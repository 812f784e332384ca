//! Partitioned arrays.
//!
//! A [`PartitionedArray`] splits a global 2-D array into a grid of rectangular
//! tiles. Tiles in one partition row share their row extent, and tiles in one
//! partition column share their column extent. The last row and column of
//! tiles may be smaller than the others.
//!
//! Tile data is held behind `Arc`, so handing a tile to a neighbor's task is a
//! reference count increment, never a copy.
//!
//! A [`ComponentArray`] holds one arbitrary value per partition, laid out like
//! the partition grid of the array it was computed from.

use std::sync::Arc;

use ndarray::{Array2, s};
use serde::{Deserialize, Serialize};

use crate::error::{PartflowError, Result};
use crate::types::{Offset, PartitionIndex, Shape};

/// One tile of a [`PartitionedArray`].
#[derive(Debug, Clone, PartialEq)]
pub struct Partition<T> {
    offset: Offset,
    data: Arc<Array2<T>>,
}

impl<T> Partition<T> {
    /// Wraps tile data positioned at `offset` in the global array.
    pub fn new(offset: Offset, data: Array2<T>) -> Self {
        Self {
            offset,
            data: Arc::new(data),
        }
    }

    /// Position of the tile's first cell in the global array.
    pub fn offset(&self) -> Offset {
        self.offset
    }

    /// Extent of the tile.
    pub fn shape(&self) -> Shape {
        let (nr, nc) = self.data.dim();
        [nr, nc]
    }

    /// Tile data.
    pub fn data(&self) -> &Array2<T> {
        &self.data
    }

    /// Shared handle to the tile data.
    pub fn data_arc(&self) -> Arc<Array2<T>> {
        Arc::clone(&self.data)
    }
}

/// A global array split into a grid of tiles.
#[derive(Debug, Clone, PartialEq)]
pub struct PartitionedArray<T> {
    shape: Shape,
    partitions: Array2<Partition<T>>,
}

fn band_extents(extent: usize, partition_extent: usize) -> Vec<usize> {
    let mut bands = Vec::new();
    let mut start = 0;
    while start < extent {
        let len = partition_extent.min(extent - start);
        bands.push(len);
        start += len;
    }
    bands
}

impl<T> PartitionedArray<T> {
    /// Splits `array` into tiles of at most `partition_shape` elements.
    ///
    /// # Errors
    /// Returns [`PartflowError::MalformedPartitionGeometry`] if the partition
    /// shape has a zero extent.
    pub fn from_array(array: &Array2<T>, partition_shape: Shape) -> Result<Self>
    where
        T: Clone,
    {
        if partition_shape[0] == 0 || partition_shape[1] == 0 {
            return Err(PartflowError::MalformedPartitionGeometry(format!(
                "partition shape {partition_shape:?} has a zero extent"
            )));
        }

        let (nr, nc) = array.dim();
        let row_bands = band_extents(nr, partition_shape[0]);
        let col_bands = band_extents(nc, partition_shape[1]);

        let mut tiles = Vec::with_capacity(row_bands.len() * col_bands.len());
        let mut r0 = 0;
        for &rows in &row_bands {
            let mut c0 = 0;
            for &cols in &col_bands {
                let data = array.slice(s![r0..r0 + rows, c0..c0 + cols]).to_owned();
                tiles.push(Partition::new([r0, c0], data));
                c0 += cols;
            }
            r0 += rows;
        }

        let partitions = Array2::from_shape_vec((row_bands.len(), col_bands.len()), tiles)
            .map_err(|e| PartflowError::Internal(format!("partition grid: {e}")))?;

        Ok(Self {
            shape: [nr, nc],
            partitions,
        })
    }

    /// Assembles a partitioned array from tiles given in row-major partition
    /// order. Offsets are derived from the tile extents.
    ///
    /// # Errors
    /// Returns [`PartflowError::MalformedPartitionGeometry`] if the number of
    /// tiles does not match the grid shape, or if tiles in one partition row
    /// (column) disagree on their row (column) extent.
    pub fn from_tiles(grid_shape: Shape, tiles: Vec<Array2<T>>) -> Result<Self> {
        let [nr_grid_rows, nr_grid_cols] = grid_shape;
        if tiles.len() != nr_grid_rows * nr_grid_cols {
            return Err(PartflowError::MalformedPartitionGeometry(format!(
                "{} tiles cannot fill a {grid_shape:?} partition grid",
                tiles.len()
            )));
        }

        let mut row_extents = vec![None; nr_grid_rows];
        let mut col_extents = vec![None; nr_grid_cols];
        for (i, tile) in tiles.iter().enumerate() {
            let (r, c) = (i / nr_grid_cols, i % nr_grid_cols);
            let (rows, cols) = tile.dim();
            for (slot, extent, axis) in [
                (&mut row_extents[r], rows, "row"),
                (&mut col_extents[c], cols, "column"),
            ] {
                match *slot {
                    None => *slot = Some(extent),
                    Some(expected) if expected != extent => {
                        return Err(PartflowError::MalformedPartitionGeometry(format!(
                            "tile [{r}, {c}] has {axis} extent {extent}, expected {expected}"
                        )));
                    }
                    Some(_) => {}
                }
            }
        }

        let row_extents: Vec<usize> = row_extents.into_iter().map(|e| e.unwrap_or(0)).collect();
        let col_extents: Vec<usize> = col_extents.into_iter().map(|e| e.unwrap_or(0)).collect();

        let mut partitions = Vec::with_capacity(tiles.len());
        for (i, tile) in tiles.into_iter().enumerate() {
            let (r, c) = (i / nr_grid_cols, i % nr_grid_cols);
            let offset = [
                row_extents[..r].iter().sum(),
                col_extents[..c].iter().sum(),
            ];
            partitions.push(Partition::new(offset, tile));
        }

        let partitions = Array2::from_shape_vec((nr_grid_rows, nr_grid_cols), partitions)
            .map_err(|e| PartflowError::Internal(format!("partition grid: {e}")))?;

        Ok(Self {
            shape: [row_extents.iter().sum(), col_extents.iter().sum()],
            partitions,
        })
    }

    /// Builds an array with the same layout as `template` from tiles given in
    /// row-major partition order.
    ///
    /// # Errors
    /// [`PartflowError::MalformedPartitionGeometry`] if the tile count or a
    /// tile's shape differs from the template.
    pub fn with_layout_of<U>(
        template: &PartitionedArray<U>,
        tiles: impl IntoIterator<Item = Array2<T>>,
    ) -> Result<Self> {
        let mut partitions = Vec::with_capacity(template.nr_partitions());
        let mut tiles = tiles.into_iter();
        for (idx, original) in template.iter() {
            let tile = tiles.next().ok_or_else(|| {
                PartflowError::MalformedPartitionGeometry(format!("no tile for partition {idx:?}"))
            })?;
            let (nr, nc) = tile.dim();
            if [nr, nc] != original.shape() {
                return Err(PartflowError::MalformedPartitionGeometry(format!(
                    "tile for partition {idx:?} has shape [{nr}, {nc}], expected {:?}",
                    original.shape()
                )));
            }
            partitions.push(Partition::new(original.offset(), tile));
        }
        if tiles.next().is_some() {
            return Err(PartflowError::MalformedPartitionGeometry(
                "more tiles than partitions".into(),
            ));
        }

        let [nr, nc] = template.partition_grid_shape();
        let partitions = Array2::from_shape_vec((nr, nc), partitions)
            .map_err(|e| PartflowError::Internal(format!("partition grid: {e}")))?;
        Ok(Self {
            shape: template.shape(),
            partitions,
        })
    }

    /// Extent of the global array.
    pub fn shape(&self) -> Shape {
        self.shape
    }

    /// Extent of the partition grid.
    pub fn partition_grid_shape(&self) -> Shape {
        let (nr, nc) = self.partitions.dim();
        [nr, nc]
    }

    /// Number of partitions.
    pub fn nr_partitions(&self) -> usize {
        self.partitions.len()
    }

    /// The partition at `idx` in the partition grid.
    pub fn partition(&self, idx: PartitionIndex) -> Option<&Partition<T>> {
        self.partitions.get((idx[0], idx[1]))
    }

    /// Partition grid.
    pub fn partitions(&self) -> &Array2<Partition<T>> {
        &self.partitions
    }

    /// Iterates partitions with their grid index, in row-major order.
    pub fn iter(&self) -> impl Iterator<Item = (PartitionIndex, &Partition<T>)> {
        self.partitions
            .indexed_iter()
            .map(|((r, c), p)| ([r, c], p))
    }

    /// Stitches the tiles back into one global array.
    pub fn to_array(&self) -> Array2<T>
    where
        T: Clone + Default,
    {
        let mut out = Array2::default((self.shape[0], self.shape[1]));
        for partition in &self.partitions {
            let [r0, c0] = partition.offset();
            let [nr, nc] = partition.shape();
            out.slice_mut(s![r0..r0 + nr, c0..c0 + nc])
                .assign(partition.data());
        }
        out
    }
}

/// One value per partition, laid out like a partition grid.
#[derive(Debug, Clone, PartialEq, Serialize, Deserialize)]
pub struct ComponentArray<C> {
    components: Array2<C>,
}

impl<C> ComponentArray<C> {
    /// Wraps a grid of components.
    pub fn new(components: Array2<C>) -> Self {
        Self { components }
    }

    /// Extent of the partition grid.
    pub fn grid_shape(&self) -> Shape {
        let (nr, nc) = self.components.dim();
        [nr, nc]
    }

    /// The component of partition `idx`.
    pub fn get(&self, idx: PartitionIndex) -> Option<&C> {
        self.components.get((idx[0], idx[1]))
    }

    /// Iterates components with their grid index, in row-major order.
    pub fn iter(&self) -> impl Iterator<Item = (PartitionIndex, &C)> {
        self.components
            .indexed_iter()
            .map(|((r, c), v)| ([r, c], v))
    }

    /// Underlying grid.
    pub fn as_array(&self) -> &Array2<C> {
        &self.components
    }

    /// Unwraps the underlying grid.
    pub fn into_inner(self) -> Array2<C> {
        self.components
    }
}

#[cfg(test)]
mod tests {
    use super::*;
    use ndarray::array;

    #[test]
    fn test_from_array_uneven_tiles() -> Result<()> {
        let array = Array2::from_shape_fn((5, 7), |(r, c)| r * 10 + c);
        let partitioned = PartitionedArray::from_array(&array, [2, 3])?;

        assert_eq!(partitioned.partition_grid_shape(), [3, 3]);
        let last = partitioned.partition([2, 2]).ok_or_else(|| {
            PartflowError::Internal("missing partition".into())
        })?;
        assert_eq!(last.offset(), [4, 6]);
        assert_eq!(last.shape(), [1, 1]);
        assert_eq!(last.data()[[0, 0]], 46);

        assert_eq!(partitioned.to_array(), array);
        Ok(())
    }

    #[test]
    fn test_from_tiles_offsets() -> Result<()> {
        let tiles = vec![
            array![[1u8, 1], [1, 1]],
            array![[2u8], [2]],
            array![[3u8, 3]],
            array![[4u8]],
        ];
        let partitioned = PartitionedArray::from_tiles([2, 2], tiles)?;
        assert_eq!(partitioned.shape(), [3, 3]);
        let offsets: Vec<_> = partitioned.iter().map(|(_, p)| p.offset()).collect();
        assert_eq!(offsets, vec![[0, 0], [0, 2], [2, 0], [2, 2]]);
        assert_eq!(
            partitioned.to_array(),
            array![[1u8, 1, 2], [1, 1, 2], [3, 3, 4]]
        );
        Ok(())
    }

    #[test]
    fn test_from_tiles_rejects_ragged_rows() {
        let tiles = vec![array![[1u8, 1], [1, 1]], array![[2u8]]];
        let result = PartitionedArray::from_tiles([1, 2], tiles);
        assert!(matches!(
            result,
            Err(PartflowError::MalformedPartitionGeometry(_))
        ));
    }

    #[test]
    fn test_zero_partition_shape() {
        let array = Array2::<u8>::zeros((2, 2));
        assert!(PartitionedArray::from_array(&array, [0, 1]).is_err());
    }
}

──────

Task prompt
Whenever the string "enumerate" shows up on a line of the listing, copy that line.

Solution to the problem
        for (i, tile) in tiles.iter().enumerate() {
        for (i, tile) in tiles.into_iter().enumerate() {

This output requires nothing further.